◆ **Your objective**
Nothing in the entries may change when they are transcribed.

◆ **Exercise data**
BEGIN
//! Tool definitions module.
//!
//! This module exports all available tool definitions.
//! Each tool is defined in its own file for better maintainability.

pub mod common;
pub mod echo;
pub mod kusto;
pub mod words;

pub use echo::{EchoLengthTool, EchoParams, EchoTool};
pub use kusto::{
    CommonErrorsTool, QueryKustoParams, QueryKustoTool, TelemetryParams, TelemetryTool,
};
pub use words::{RandomWordTool, SubWordsParams, SubWordsTool};
//! Kusto telemetry tools.
//!
//! - `telemetry`: parameterized telemetry summary over a time window
//! - `common_errors`: most frequent error signatures
//! - `query`: free-form KQL, subject to the configured query policy
//!
//! Remote failures come back as a successful result whose text is an
//! `{"errorMessage", "errorKind"}` object, so a failed query never turns into
//! a protocol-level fault. Parameter and policy problems are detected before
//! any request is sent and are reported as tool errors.

pub mod common_errors;
pub mod query;
pub mod telemetry;

pub use common_errors::CommonErrorsTool;
pub use query::{QueryKustoParams, QueryKustoTool};
pub use telemetry::{TelemetryParams, TelemetryTool};

use rmcp::model::CallToolResult;
use tracing::warn;

use super::common::{error_result, success_result};
use crate::domains::kusto::{KustoError, QueryResult, RemoteErrorPayload};

/// Turn a query outcome into a tool result.
pub fn rows_result(result: Result<QueryResult, KustoError>) -> CallToolResult {
    match result {
        Ok(result) => match result.rows_json() {
            Ok(json) => success_result(json),
            Err(e) => error_result(&format!("Failed to serialize rows: {}", e)),
        },
        Err(e) if e.is_local() => error_result(&e.to_string()),
        Err(e) => {
            warn!("Remote query failed: {}", e);
            payload_result(&e.to_payload())
        }
    }
}

fn payload_result(payload: &RemoteErrorPayload) -> CallToolResult {
    match serde_json::to_string(payload) {
        Ok(json) => success_result(json),
        Err(e) => error_result(&format!("{} ({})", payload.error_message, e)),
    }
}
//! Tool Registry - central registration and in-process dispatch for all tools.
//!
//! This module provides:
//! - The list of available tools and their metadata
//! - Name-based dispatch of tool calls without going through a transport

use rmcp::model::{CallToolResult, JsonObject, Tool};
use tracing::{info, warn};

use super::definitions::{
    CommonErrorsTool, EchoLengthTool, EchoTool, QueryKustoTool, RandomWordTool, SubWordsTool,
    TelemetryTool,
};
use super::{ToolError, ToolServices};

/// Tool registry - manages all available tools.
pub struct ToolRegistry {
    services: ToolServices,
}

impl ToolRegistry {
    /// Create a new tool registry.
    pub fn new(services: ToolServices) -> Self {
        Self { services }
    }

    /// Get all tool names.
    pub fn tool_names() -> Vec<&'static str> {
        vec![
            EchoTool::NAME,
            EchoLengthTool::NAME,
            RandomWordTool::NAME,
            SubWordsTool::NAME,
            TelemetryTool::NAME,
            CommonErrorsTool::NAME,
            QueryKustoTool::NAME,
        ]
    }

    /// Get all tools as Tool models (metadata).
    pub fn get_all_tools() -> Vec<Tool> {
        vec![
            EchoTool::to_tool(),
            EchoLengthTool::to_tool(),
            RandomWordTool::to_tool(),
            SubWordsTool::to_tool(),
            TelemetryTool::to_tool(),
            CommonErrorsTool::to_tool(),
            QueryKustoTool::to_tool(),
        ]
    }

    /// Dispatch a tool call by name.
    ///
    /// `arguments` must be a JSON object or null.
    pub async fn call_tool(
        &self,
        name: &str,
        arguments: serde_json::Value,
    ) -> Result<CallToolResult, ToolError> {
        let arguments = match arguments {
            serde_json::Value::Object(map) => map,
            serde_json::Value::Null => JsonObject::new(),
            other => {
                return Err(ToolError::invalid_arguments(format!(
                    "arguments must be a JSON object, got {}",
                    other
                )));
            }
        };

        info!("Dispatching tool call: {}", name);
        let services = &self.services;

        match name {
            EchoTool::NAME => EchoTool::call(arguments),
            EchoLengthTool::NAME => EchoLengthTool::call(arguments),
            RandomWordTool::NAME => RandomWordTool::call(arguments, &services.vocabulary),
            SubWordsTool::NAME => SubWordsTool::call(arguments, &services.vocabulary),
            TelemetryTool::NAME => TelemetryTool::call(arguments, services).await,
            CommonErrorsTool::NAME => CommonErrorsTool::call(arguments, services).await,
            QueryKustoTool::NAME => QueryKustoTool::call(arguments, services).await,
            _ => {
                warn!("Unknown tool requested: {}", name);
                Err(ToolError::not_found(name))
            }
        }
    }
}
END
◆ **Exercise output**
//! Tool definitions module.
//!
//! This module exports all available tool definitions.
//! Each tool is defined in its own file for better maintainability.

pub mod common;
pub mod echo;
pub mod kusto;
pub mod words;

pub use echo::{EchoLengthTool, EchoParams, EchoTool};
pub use kusto::{
    CommonErrorsTool, QueryKustoParams, QueryKustoTool, TelemetryParams, TelemetryTool,
};
pub use words::{RandomWordTool, SubWordsParams, SubWordsTool};
//! Kusto telemetry tools.
//!
//! - `telemetry`: parameterized telemetry summary over a time window
//! - `common_errors`: most frequent error signatures
//! - `query`: free-form KQL, subject to the configured query policy
//!
//! Remote failures come back as a successful result whose text is an
//! `{"errorMessage", "errorKind"}` object, so a failed query never turns into
//! a protocol-level fault. Parameter and policy problems are detected before
//! any request is sent and are reported as tool errors.

pub mod common_errors;
pub mod query;
pub mod telemetry;

pub use common_errors::CommonErrorsTool;
pub use query::{QueryKustoParams, QueryKustoTool};
pub use telemetry::{TelemetryParams, TelemetryTool};

use rmcp::model::CallToolResult;
use tracing::warn;

use super::common::{error_result, success_result};
use crate::domains::kusto::{KustoError, QueryResult, RemoteErrorPayload};

/// Turn a query outcome into a tool result.
pub fn rows_result(result: Result<QueryResult, KustoError>) -> CallToolResult {
    match result {
        Ok(result) => match result.rows_json() {
            Ok(json) => success_result(json),
            Err(e) => error_result(&format!("Failed to serialize rows: {}", e)),
        },
        Err(e) if e.is_local() => error_result(&e.to_string()),
        Err(e) => {
            warn!("Remote query failed: {}", e);
            payload_result(&e.to_payload())
        }
    }
}

fn payload_result(payload: &RemoteErrorPayload) -> CallToolResult {
    match serde_json::to_string(payload) {
        Ok(json) => success_result(json),
        Err(e) => error_result(&format!("{} ({})", payload.error_message, e)),
    }
}
//! Tool Registry - central registration and in-process dispatch for all tools.
//!
//! This module provides:
//! - The list of available tools and their metadata
//! - Name-based dispatch of tool calls without going through a transport

use rmcp::model::{CallToolResult, JsonObject, Tool};
use tracing::{info, warn};

use super::definitions::{
    CommonErrorsTool, EchoLengthTool, EchoTool, QueryKustoTool, RandomWordTool, SubWordsTool,
    TelemetryTool,
};
use super::{ToolError, ToolServices};

/// Tool registry - manages all available tools.
pub struct ToolRegistry {
    services: ToolServices,
}

impl ToolRegistry {
    /// Create a new tool registry.
    pub fn new(services: ToolServices) -> Self {
        Self { services }
    }

    /// Get all tool names.
    pub fn tool_names() -> Vec<&'static str> {
        vec![
            EchoTool::NAME,
            EchoLengthTool::NAME,
            RandomWordTool::NAME,
            SubWordsTool::NAME,
            TelemetryTool::NAME,
            CommonErrorsTool::NAME,
            QueryKustoTool::NAME,
        ]
    }

    /// Get all tools as Tool models (metadata).
    pub fn get_all_tools() -> Vec<Tool> {
        vec![
            EchoTool::to_tool(),
            EchoLengthTool::to_tool(),
            RandomWordTool::to_tool(),
            SubWordsTool::to_tool(),
            TelemetryTool::to_tool(),
            CommonErrorsTool::to_tool(),
            QueryKustoTool::to_tool(),
        ]
    }

    /// Dispatch a tool call by name.
    ///
    /// `arguments` must be a JSON object or null.
    pub async fn call_tool(
        &self,
        name: &str,
        arguments: serde_json::Value,
    ) -> Result<CallToolResult, ToolError> {
        let arguments = match arguments {
            serde_json::Value::Object(map) => map,
            serde_json::Value::Null => JsonObject::new(),
            other => {
                return Err(ToolError::invalid_arguments(format!(
                    "arguments must be a JSON object, got {}",
                    other
                )));
            }
        };

        info!("Dispatching tool call: {}", name);
        let services = &self.services;

        match name {
            EchoTool::NAME => EchoTool::call(arguments),
            EchoLengthTool::NAME => EchoLengthTool::call(arguments),
            RandomWordTool::NAME => RandomWordTool::call(arguments, &services.vocabulary),
            SubWordsTool::NAME => SubWordsTool::call(arguments, &services.vocabulary),
            TelemetryTool::NAME => TelemetryTool::call(arguments, services).await,
            CommonErrorsTool::NAME => CommonErrorsTool::call(arguments, services).await,
            QueryKustoTool::NAME => QueryKustoTool::call(arguments, services).await,
            _ => {
                warn!("Unknown tool requested: {}", name);
                Err(ToolError::not_found(name))
            }
        }
    }
}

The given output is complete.